Saved data entries
-------------------------

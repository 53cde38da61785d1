//! Relay switching decisions
//!
//! [`decide`] is a pure function of the current reading, relay state, dwell
//! timing, thresholds and optional advisory signal. Rules are evaluated in a
//! fixed precedence order and the first match wins:
//!
//! 1. No reading: hold the current state.
//! 2. On longer than the maximum on time: force off.
//! 3. On shorter than the minimum on time: stay on.
//! 4. Off shorter than the minimum off time: stay off.
//! 5. Hysteresis on power between the turn-off and turn-on thresholds, with
//!    the advisory signal able to veto (never force) a turn-on.

use crate::advisory::AdvisorySignal;
use crate::config::ThresholdConfig;
use crate::dwell::DwellTracker;
use crate::relay::RelayState;
use crate::source::PowerReading;
use serde::Serialize;
use tokio::time::Instant;

/// Which rule produced a decision
#[derive(Debug, Clone, Copy, PartialEq, Eq, Serialize)]
#[serde(rename_all = "snake_case")]
pub enum DecisionReason {
    /// No measurement this tick; state held
    ReadingUnavailable,
    /// Maximum on time exceeded; forced off
    MaxOnExceeded,
    /// Minimum on time not yet reached; held on
    MinOnHold,
    /// Minimum off time not yet reached; held off
    MinOffHold,
    /// Power reached the turn-on threshold
    AboveTurnOn,
    /// Power reached the turn-on threshold but the advisory vetoed it
    AdvisoryVeto,
    /// Power fell to the turn-off threshold
    BelowTurnOff,
    /// Power inside the hysteresis band; state held
    WithinBand,
    /// Relay released by the shutdown policy, not by [`decide`]
    Shutdown,
}

impl std::fmt::Display for DecisionReason {
    fn fmt(&self, f: &mut std::fmt::Formatter<'_>) -> std::fmt::Result {
        let text = match self {
            Self::ReadingUnavailable => "reading unavailable",
            Self::MaxOnExceeded => "maximum on time exceeded",
            Self::MinOnHold => "minimum on time not reached",
            Self::MinOffHold => "minimum off time not reached",
            Self::AboveTurnOn => "power above turn-on threshold",
            Self::AdvisoryVeto => "turn-on vetoed by advisory",
            Self::BelowTurnOff => "power below turn-off threshold",
            Self::WithinBand => "power within hysteresis band",
            Self::Shutdown => "released on shutdown",
        };
        f.write_str(text)
    }
}

/// Thresholds after applying the advisory scaling factor
#[derive(Debug, Clone, Copy, PartialEq)]
pub struct EffectiveThresholds {
    pub turn_on_watts: f64,
    pub turn_off_watts: f64,
}

impl EffectiveThresholds {
    /// Scale the configured thresholds by the advisory factor, if usable
    pub fn resolve(thresholds: &ThresholdConfig, advisory: Option<&AdvisorySignal>) -> Self {
        let factor = advisory
            .and_then(AdvisorySignal::usable_factor)
            .unwrap_or(1.0);
        Self {
            turn_on_watts: thresholds.turn_on_watts * factor,
            turn_off_watts: thresholds.turn_off_watts * factor,
        }
    }
}

/// Next relay state and the rule that chose it
#[derive(Debug, Clone, Copy, PartialEq)]
pub struct Decision {
    pub state: RelayState,
    pub reason: DecisionReason,
    pub thresholds: EffectiveThresholds,
}

/// Decide the next relay state
pub fn decide(
    reading: &PowerReading,
    current: RelayState,
    dwell: &DwellTracker,
    thresholds: &ThresholdConfig,
    advisory: Option<&AdvisorySignal>,
    now: Instant,
) -> Decision {
    let effective = EffectiveThresholds::resolve(thresholds, advisory);
    let verdict = |state, reason| Decision {
        state,
        reason,
        thresholds: effective,
    };

    let Some(power) = reading.watts() else {
        return verdict(current, DecisionReason::ReadingUnavailable);
    };

    match current {
        RelayState::On => {
            if dwell.max_dwell_exceeded(now) {
                verdict(RelayState::Off, DecisionReason::MaxOnExceeded)
            } else if !dwell.min_dwell_satisfied(now) {
                verdict(RelayState::On, DecisionReason::MinOnHold)
            } else if power <= effective.turn_off_watts {
                verdict(RelayState::Off, DecisionReason::BelowTurnOff)
            } else {
                verdict(RelayState::On, DecisionReason::WithinBand)
            }
        }
        RelayState::Off => {
            if !dwell.min_off_satisfied(now) {
                verdict(RelayState::Off, DecisionReason::MinOffHold)
            } else if power >= effective.turn_on_watts {
                if advisory.is_some_and(AdvisorySignal::vetoes_turn_on) {
                    verdict(RelayState::Off, DecisionReason::AdvisoryVeto)
                } else {
                    verdict(RelayState::On, DecisionReason::AboveTurnOn)
                }
            } else {
                verdict(RelayState::Off, DecisionReason::WithinBand)
            }
        }
    }
}
use crate::error::ConnectionErrorKind;
use std::collections::VecDeque;
use std::time::Duration;
use tokio::time::Instant;

/// Capped exponential backoff with a per-window attempt budget
///
/// Once more than `max_attempts` failures land inside `window`, or the
/// failure is a protocol mismatch, every further retry waits `max`.
#[derive(Debug, Clone)]
pub struct RetryBackoff {
    initial: Duration,
    max: Duration,
    max_attempts: u32,
    window: Duration,
    consecutive: u32,
    recent: VecDeque<Instant>,
}

impl RetryBackoff {
    pub const fn new(initial: Duration, max: Duration, max_attempts: u32, window: Duration) -> Self {
        Self {
            initial,
            max,
            max_attempts,
            window,
            consecutive: 0,
            recent: VecDeque::new(),
        }
    }

    /// Consecutive failures since the last success
    pub const fn consecutive_failures(&self) -> u32 {
        self.consecutive
    }

    /// Whether the attempt budget of the current window is used up
    pub fn window_exhausted(&self) -> bool {
        self.recent.len() > self.max_attempts as usize
    }

    /// Register a failure at `now` and return the delay before retrying
    pub fn next_delay(&mut self, now: Instant, kind: ConnectionErrorKind) -> Duration {
        self.consecutive = self.consecutive.saturating_add(1);

        while let Some(&oldest) = self.recent.front() {
            if now.saturating_duration_since(oldest) >= self.window {
                self.recent.pop_front();
            } else {
                break;
            }
        }
        self.recent.push_back(now);

        if kind == ConnectionErrorKind::ProtocolMismatch || self.window_exhausted() {
            return self.max;
        }

        let exponent = (self.consecutive - 1).min(16);
        self.initial.saturating_mul(1u32 << exponent).min(self.max)
    }

    /// Forget the failure streak after a successful sample
    pub const fn reset(&mut self) {
        self.consecutive = 0;
    }
}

-------------------------

What you should do:
The response should consist of every record, written out exactly as given.

Your response:
repository 53cde38da61785d1
//! Relay switching decisions
//!
//! [`decide`] is a pure function of the current reading, relay state, dwell
//! timing, thresholds and optional advisory signal. Rules are evaluated in a
//! fixed precedence order and the first match wins:
//!
//! 1. No reading: hold the current state.
//! 2. On longer than the maximum on time: force off.
//! 3. On shorter than the minimum on time: stay on.
//! 4. Off shorter than the minimum off time: stay off.
//! 5. Hysteresis on power between the turn-off and turn-on thresholds, with
//!    the advisory signal able to veto (never force) a turn-on.

use crate::advisory::AdvisorySignal;
use crate::config::ThresholdConfig;
use crate::dwell::DwellTracker;
use crate::relay::RelayState;
use crate::source::PowerReading;
use serde::Serialize;
use tokio::time::Instant;

/// Which rule produced a decision
#[derive(Debug, Clone, Copy, PartialEq, Eq, Serialize)]
#[serde(rename_all = "snake_case")]
pub enum DecisionReason {
    /// No measurement this tick; state held
    ReadingUnavailable,
    /// Maximum on time exceeded; forced off
    MaxOnExceeded,
    /// Minimum on time not yet reached; held on
    MinOnHold,
    /// Minimum off time not yet reached; held off
    MinOffHold,
    /// Power reached the turn-on threshold
    AboveTurnOn,
    /// Power reached the turn-on threshold but the advisory vetoed it
    AdvisoryVeto,
    /// Power fell to the turn-off threshold
    BelowTurnOff,
    /// Power inside the hysteresis band; state held
    WithinBand,
    /// Relay released by the shutdown policy, not by [`decide`]
    Shutdown,
}

impl std::fmt::Display for DecisionReason {
    fn fmt(&self, f: &mut std::fmt::Formatter<'_>) -> std::fmt::Result {
        let text = match self {
            Self::ReadingUnavailable => "reading unavailable",
            Self::MaxOnExceeded => "maximum on time exceeded",
            Self::MinOnHold => "minimum on time not reached",
            Self::MinOffHold => "minimum off time not reached",
            Self::AboveTurnOn => "power above turn-on threshold",
            Self::AdvisoryVeto => "turn-on vetoed by advisory",
            Self::BelowTurnOff => "power below turn-off threshold",
            Self::WithinBand => "power within hysteresis band",
            Self::Shutdown => "released on shutdown",
        };
        f.write_str(text)
    }
}

/// Thresholds after applying the advisory scaling factor
#[derive(Debug, Clone, Copy, PartialEq)]
pub struct EffectiveThresholds {
    pub turn_on_watts: f64,
    pub turn_off_watts: f64,
}

impl EffectiveThresholds {
    /// Scale the configured thresholds by the advisory factor, if usable
    pub fn resolve(thresholds: &ThresholdConfig, advisory: Option<&AdvisorySignal>) -> Self {
        let factor = advisory
            .and_then(AdvisorySignal::usable_factor)
            .unwrap_or(1.0);
        Self {
            turn_on_watts: thresholds.turn_on_watts * factor,
            turn_off_watts: thresholds.turn_off_watts * factor,
        }
    }
}

/// Next relay state and the rule that chose it
#[derive(Debug, Clone, Copy, PartialEq)]
pub struct Decision {
    pub state: RelayState,
    pub reason: DecisionReason,
    pub thresholds: EffectiveThresholds,
}

/// Decide the next relay state
pub fn decide(
    reading: &PowerReading,
    current: RelayState,
    dwell: &DwellTracker,
    thresholds: &ThresholdConfig,
    advisory: Option<&AdvisorySignal>,
    now: Instant,
) -> Decision {
    let effective = EffectiveThresholds::resolve(thresholds, advisory);
    let verdict = |state, reason| Decision {
        state,
        reason,
        thresholds: effective,
    };

    let Some(power) = reading.watts() else {
        return verdict(current, DecisionReason::ReadingUnavailable);
    };

    match current {
        RelayState::On => {
            if dwell.max_dwell_exceeded(now) {
                verdict(RelayState::Off, DecisionReason::MaxOnExceeded)
            } else if !dwell.min_dwell_satisfied(now) {
                verdict(RelayState::On, DecisionReason::MinOnHold)
            } else if power <= effective.turn_off_watts {
                verdict(RelayState::Off, DecisionReason::BelowTurnOff)
            } else {
                verdict(RelayState::On, DecisionReason::WithinBand)
            }
        }
        RelayState::Off => {
            if !dwell.min_off_satisfied(now) {
                verdict(RelayState::Off, DecisionReason::MinOffHold)
            } else if power >= effective.turn_on_watts {
                if advisory.is_some_and(AdvisorySignal::vetoes_turn_on) {
                    verdict(RelayState::Off, DecisionReason::AdvisoryVeto)
                } else {
                    verdict(RelayState::On, DecisionReason::AboveTurnOn)
                }
            } else {
                verdict(RelayState::Off, DecisionReason::WithinBand)
            }
        }
    }
}
use crate::error::ConnectionErrorKind;
use std::collections::VecDeque;
use std::time::Duration;
use tokio::time::Instant;

/// Capped exponential backoff with a per-window attempt budget
///
/// Once more than `max_attempts` failures land inside `window`, or the
/// failure is a protocol mismatch, every further retry waits `max`.
#[derive(Debug, Clone)]
pub struct RetryBackoff {
    initial: Duration,
    max: Duration,
    max_attempts: u32,
    window: Duration,
    consecutive: u32,
    recent: VecDeque<Instant>,
}

impl RetryBackoff {
    pub const fn new(initial: Duration, max: Duration, max_attempts: u32, window: Duration) -> Self {
        Self {
            initial,
            max,
            max_attempts,
            window,
            consecutive: 0,
            recent: VecDeque::new(),
        }
    }

    /// Consecutive failures since the last success
    pub const fn consecutive_failures(&self) -> u32 {
        self.consecutive
    }

    /// Whether the attempt budget of the current window is used up
    pub fn window_exhausted(&self) -> bool {
        self.recent.len() > self.max_attempts as usize
    }

    /// Register a failure at `now` and return the delay before retrying
    pub fn next_delay(&mut self, now: Instant, kind: ConnectionErrorKind) -> Duration {
        self.consecutive = self.consecutive.saturating_add(1);

        while let Some(&oldest) = self.recent.front() {
            if now.saturating_duration_since(oldest) >= self.window {
                self.recent.pop_front();
            } else {
                break;
            }
        }
        self.recent.push_back(now);

        if kind == ConnectionErrorKind::ProtocolMismatch || self.window_exhausted() {
            return self.max;
        }

        let exponent = (self.consecutive - 1).min(16);
        self.initial.saturating_mul(1u32 << exponent).min(self.max)
    }

    /// Forget the failure streak after a successful sample
    pub const fn reset(&mut self) {
        self.consecutive = 0;
    }
}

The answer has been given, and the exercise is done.